Member of the Montana House of Representatives from the 35th district
- In office August 19, 2013 – January 7, 2019
- Preceded by: David Halvorson
- Succeeded by: Joel Krautter

Personal details
- Born: October 1, 1960 (age 65) Richland County, Montana, U.S.
- Alma mater: Montana State University

= Scott Staffanson =

American politician

Scott Staffanson (born October 1, 1960) is an American politician who is a former member of the Montana House of Representatives.
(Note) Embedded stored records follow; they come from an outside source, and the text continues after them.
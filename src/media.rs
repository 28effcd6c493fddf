//! Binary image references attached to documents and styles.
//!
//! An [`ImageRef`] is an opaque image payload (PNG/JPEG bytes) used for
//! custom card backgrounds and author avatars. It round-trips through the
//! `data:` URL form the editing frontend hands over.

use base64::{Engine as _, engine::general_purpose::STANDARD};
use serde::{Deserialize, Deserializer, Serialize, Serializer};

/// An opaque binary image reference.
#[derive(Debug, Clone, PartialEq, Eq)]
pub struct ImageRef {
    bytes: Vec<u8>,
    mime: String,
}

impl ImageRef {
    /// Creates a reference from raw encoded image bytes.
    ///
    /// The mime type is sniffed from magic numbers; unknown payloads are
    /// treated as PNG and will fail [`decode_check`](Self::decode_check).
    pub fn from_bytes(bytes: Vec<u8>) -> Self {
        let mime = sniff_mime(&bytes).to_string();
        Self { bytes, mime }
    }

    /// Creates a reference with an explicit mime type.
    pub fn with_mime(bytes: Vec<u8>, mime: impl Into<String>) -> Self {
        Self {
            bytes,
            mime: mime.into(),
        }
    }

    /// Parses a `data:<mime>;base64,<payload>` URL.
    ///
    /// Returns `None` if the URL is malformed or the payload is not valid
    /// base64.
    pub fn from_data_url(url: &str) -> Option<Self> {
        let rest = url.strip_prefix("data:")?;
        let (header, payload) = rest.split_once(',')?;
        let mime = header.strip_suffix(";base64")?;
        let bytes = STANDARD.decode(payload).ok()?;
        Some(Self {
            bytes,
            mime: if mime.is_empty() {
                "image/png".to_string()
            } else {
                mime.to_string()
            },
        })
    }

    /// Renders this reference back to a `data:` URL.
    pub fn to_data_url(&self) -> String {
        format!("data:{};base64,{}", self.mime, STANDARD.encode(&self.bytes))
    }

    /// Returns the raw encoded bytes.
    pub fn bytes(&self) -> &[u8] {
        &self.bytes
    }

    /// Returns the mime type (e.g. `image/png`).
    pub fn mime(&self) -> &str {
        &self.mime
    }

    /// Verifies that the payload decodes as an image.
    ///
    /// The capture engine calls this before a card referencing the image is
    /// rasterized, so a broken resource fails loudly instead of producing a
    /// blank layer.
    pub fn decode_check(&self) -> bool {
        image::load_from_memory(&self.bytes).is_ok()
    }
}

impl Serialize for ImageRef {
    fn serialize<S: Serializer>(&self, serializer: S) -> std::result::Result<S::Ok, S::Error> {
        serializer.serialize_str(&self.to_data_url())
    }
}

impl<'de> Deserialize<'de> for ImageRef {
    fn deserialize<D: Deserializer<'de>>(deserializer: D) -> std::result::Result<Self, D::Error> {
        let url = String::deserialize(deserializer)?;
        ImageRef::from_data_url(&url)
            .ok_or_else(|| serde::de::Error::custom("expected a base64 data URL"))
    }
}

/// Sniffs a mime type from well-known magic numbers.
fn sniff_mime(bytes: &[u8]) -> &'static str {
    if bytes.starts_with(&[0x89, b'P', b'N', b'G']) {
        "image/png"
    } else if bytes.starts_with(&[0xFF, 0xD8, 0xFF]) {
        "image/jpeg"
    } else if bytes.starts_with(b"GIF8") {
        "image/gif"
    } else if bytes.len() > 11 && &bytes[0..4] == b"RIFF" && &bytes[8..12] == b"WEBP" {
        "image/webp"
    } else {
        "image/png"
    }
}

#[cfg(test)]
mod tests {
    use super::*;
    use image::{Rgba, RgbaImage};
    use std::io::Cursor;

    pub(crate) fn tiny_png() -> Vec<u8> {
        let img = RgbaImage::from_pixel(2, 2, Rgba([10, 20, 30, 255]));
        let mut out = Cursor::new(Vec::new());
        img.write_to(&mut out, image::ImageFormat::Png).unwrap();
        out.into_inner()
    }

    #[test]
    fn sniffs_png_mime() {
        let img = ImageRef::from_bytes(tiny_png());
        assert_eq!(img.mime(), "image/png");
        assert!(img.decode_check());
    }

    #[test]
    fn data_url_roundtrip() {
        let img = ImageRef::from_bytes(tiny_png());
        let url = img.to_data_url();
        assert!(url.starts_with("data:image/png;base64,"));

        let restored = ImageRef::from_data_url(&url).unwrap();
        assert_eq!(restored, img);
    }

    #[test]
    fn rejects_malformed_data_url() {
        assert!(ImageRef::from_data_url("data:image/png;base64").is_none());
        assert!(ImageRef::from_data_url("http://example.com/a.png").is_none());
        assert!(ImageRef::from_data_url("data:image/png;base64,!!!").is_none());
    }

    #[test]
    fn decode_check_fails_for_garbage() {
        let img = ImageRef::from_bytes(vec![1, 2, 3, 4]);
        assert!(!img.decode_check());
    }

    #[test]
    fn serde_as_data_url() {
        let img = ImageRef::from_bytes(tiny_png());
        let json = serde_json::to_string(&img).unwrap();
        assert!(json.contains("data:image/png;base64,"));

        let restored: ImageRef = serde_json::from_str(&json).unwrap();
        assert_eq!(restored, img);
    }
}
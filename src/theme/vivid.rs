//! High-energy themes: shockwave, diffused, sticker.

use super::{
    H, Strategy, W, centered_baseline, hash_tags, page_block, page_marker, padded, title_block,
};
use crate::card::{Anchor, Paint, Primitive, Stroke, TextBlock};
use crate::post::PostData;
use crate::style::VisualStyle;

const PAD: f32 = 32.0;
const TEXT_W: f32 = W - 2.0 * PAD;

pub(super) static SHOCKWAVE: Strategy = Strategy {
    background: shockwave_background,
    cover: shockwave_cover,
    content: shockwave_content,
};

pub(super) static DIFFUSED: Strategy = Strategy {
    background: diffused_background,
    cover: diffused_cover,
    content: diffused_content,
};

pub(super) static STICKER: Strategy = Strategy {
    background: sticker_background,
    cover: sticker_cover,
    content: sticker_content,
};

// ============================================================================
// Shockwave (full-bleed gradient with glowing blobs)
// ============================================================================

fn shockwave_background(style: &VisualStyle) -> Vec<Primitive> {
    vec![
        Primitive::Rect {
            x: 0.0,
            y: 0.0,
            width: W,
            height: H,
            fill: Some(Paint::LinearGradient {
                from: style.primary_color,
                to: style.accent_color,
                vertical: true,
            }),
            stroke: None,
            radius: 0.0,
            opacity: 1.0,
        },
        Primitive::Circle {
            cx: 60.0,
            cy: 90.0,
            radius: 80.0,
            color: super::WHITE,
            opacity: 0.18,
            blur: 40.0,
        },
        Primitive::Circle {
            cx: W - 50.0,
            cy: H - 120.0,
            radius: 100.0,
            color: super::WHITE,
            opacity: 0.14,
            blur: 50.0,
        },
    ]
}

fn shockwave_cover(data: &PostData, style: &VisualStyle) -> Vec<Primitive> {
    let mut title = title_block(data, style, TEXT_W);
    title.color = style.text_color;
    let y = centered_baseline(&title, 240.0).max(150.0);

    let mut prims = vec![Primitive::Text(
        title.at(W / 2.0, y).anchored(Anchor::Middle).bold(),
    )];

    // Frosted tag pill under the title.
    if let Some(tags) = hash_tags(data, style, 13.0, style.text_color) {
        prims.push(Primitive::Rect {
            x: W / 2.0 - 100.0,
            y: H - 96.0,
            width: 200.0,
            height: 30.0,
            fill: Some(Paint::Solid(super::WHITE)),
            stroke: None,
            radius: 15.0,
            opacity: 0.2,
        });
        prims.push(Primitive::Text(
            tags.at(W / 2.0, H - 76.0).anchored(Anchor::Middle).bold(),
        ));
    }
    prims
}

fn shockwave_content(data: &PostData, style: &VisualStyle, n: usize) -> Vec<Primitive> {
    let mut prims = vec![Primitive::Text(
        TextBlock::label(&padded(n), style.title_font(), 60.0, style.text_color)
            .at(PAD, 110.0)
            .bold()
            .opacity(0.25),
    )];
    let mut body = page_block(data, style, n, TEXT_W);
    body.color = style.text_color;
    prims.push(Primitive::Text(body.at(PAD, 160.0).bold()));
    prims
}

// ============================================================================
// Diffused (soft blobs behind a frosted glass panel)
// ============================================================================

fn diffused_background(style: &VisualStyle) -> Vec<Primitive> {
    vec![
        Primitive::Circle {
            cx: 70.0,
            cy: 120.0,
            radius: 110.0,
            color: style.primary_color,
            opacity: 0.45,
            blur: 60.0,
        },
        Primitive::Circle {
            cx: W - 60.0,
            cy: H - 140.0,
            radius: 130.0,
            color: style.accent_color,
            opacity: 0.4,
            blur: 70.0,
        },
        // Frosted panel the content sits on.
        Primitive::Rect {
            x: 20.0,
            y: 56.0,
            width: W - 40.0,
            height: H - 140.0,
            fill: Some(Paint::Solid(super::WHITE)),
            stroke: Some(Stroke {
                color: super::WHITE,
                width: 1.0,
            }),
            radius: 24.0,
            opacity: 0.55,
        },
    ]
}

fn diffused_cover(data: &PostData, style: &VisualStyle) -> Vec<Primitive> {
    let title = title_block(data, style, TEXT_W - 40.0);
    let y = centered_baseline(&title, 236.0).max(150.0);

    let mut prims = vec![Primitive::Text(
        title.at(W / 2.0, y).anchored(Anchor::Middle).bold(),
    )];
    if let Some(tags) = hash_tags(data, style, 12.0, style.primary_color) {
        prims.push(Primitive::Text(
            tags.at(W / 2.0, H - 110.0).anchored(Anchor::Middle).opacity(0.8),
        ));
    }
    prims
}

fn diffused_content(data: &PostData, style: &VisualStyle, n: usize) -> Vec<Primitive> {
    let mut prims = vec![Primitive::Text(
        TextBlock::label(
            &page_marker(style, n),
            style.body_font(),
            14.0,
            style.primary_color,
        )
        .at(44.0, 100.0)
        .bold(),
    )];
    prims.push(Primitive::Text(
        page_block(data, style, n, TEXT_W - 48.0).at(44.0, 144.0),
    ));
    prims
}

// ============================================================================
// Sticker (dot paper, offset-shadow title, outlined pills)
// ============================================================================

fn sticker_background(style: &VisualStyle) -> Vec<Primitive> {
    vec![Primitive::DotGrid {
        spacing: 16.0,
        dot_radius: 2.0,
        color: style.primary_color,
        opacity: 0.1,
    }]
}

fn sticker_cover(data: &PostData, style: &VisualStyle) -> Vec<Primitive> {
    let title = title_block(data, style, TEXT_W);
    let y = centered_baseline(&title, 240.0).max(150.0);

    // Hard offset shadow behind the title gives the die-cut sticker look.
    let mut shadow = title.clone();
    shadow.color = style.accent_color;
    let mut prims = vec![
        Primitive::Text(
            shadow
                .at(W / 2.0 + 3.0, y + 3.0)
                .anchored(Anchor::Middle)
                .bold(),
        ),
        Primitive::Text(title.at(W / 2.0, y).anchored(Anchor::Middle).bold()),
    ];

    if let Some(tags) = hash_tags(data, style, 13.0, style.primary_color) {
        prims.push(Primitive::Rect {
            x: W / 2.0 - 90.0,
            y: H - 96.0,
            width: 180.0,
            height: 30.0,
            fill: None,
            stroke: Some(Stroke {
                color: style.primary_color,
                width: 2.0,
            }),
            radius: 15.0,
            opacity: 1.0,
        });
        prims.push(Primitive::Text(
            tags.at(W / 2.0, H - 76.0).anchored(Anchor::Middle).bold(),
        ));
    }
    prims
}

fn sticker_content(data: &PostData, style: &VisualStyle, n: usize) -> Vec<Primitive> {
    let mut prims = vec![
        Primitive::Circle {
            cx: PAD + 14.0,
            cy: 88.0,
            radius: 16.0,
            color: style.accent_color,
            opacity: 0.9,
            blur: 0.0,
        },
        Primitive::Text(
            TextBlock::label(
                &page_marker(style, n),
                style.body_font(),
                13.0,
                super::WHITE,
            )
            .at(PAD + 14.0, 93.0)
            .anchored(Anchor::Middle)
            .bold(),
        ),
    ];
    prims.push(Primitive::Text(
        page_block(data, style, n, TEXT_W).at(PAD, 136.0),
    ));
    prims
}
He did not run for re-election in 2018, and his term ended on January 7, 2019.

==Early life and education==
Staffanson was born on October 1, 1960, in Richland County, Montana. Growing up on his family’s farm, Staffanson went to college at Montana State University, graduating in 1982.

==2012 election==
Staffanson ran for election in the 2012 Montana House of Representatives election, but withdrew on June 5, 2012, and joined David Halvorson’s campaign as its campaign manager.

==Taking office==
Staffanson was appointed to the Montana House of Representatives on August 19, 2013, by a vote of Richland and Dawson County lawmakers after the death of David Halvorson.

==2014 election==
Staffanson ran unopposed in the Republican Party primary and won the election with a margin of almost 60% of the vote.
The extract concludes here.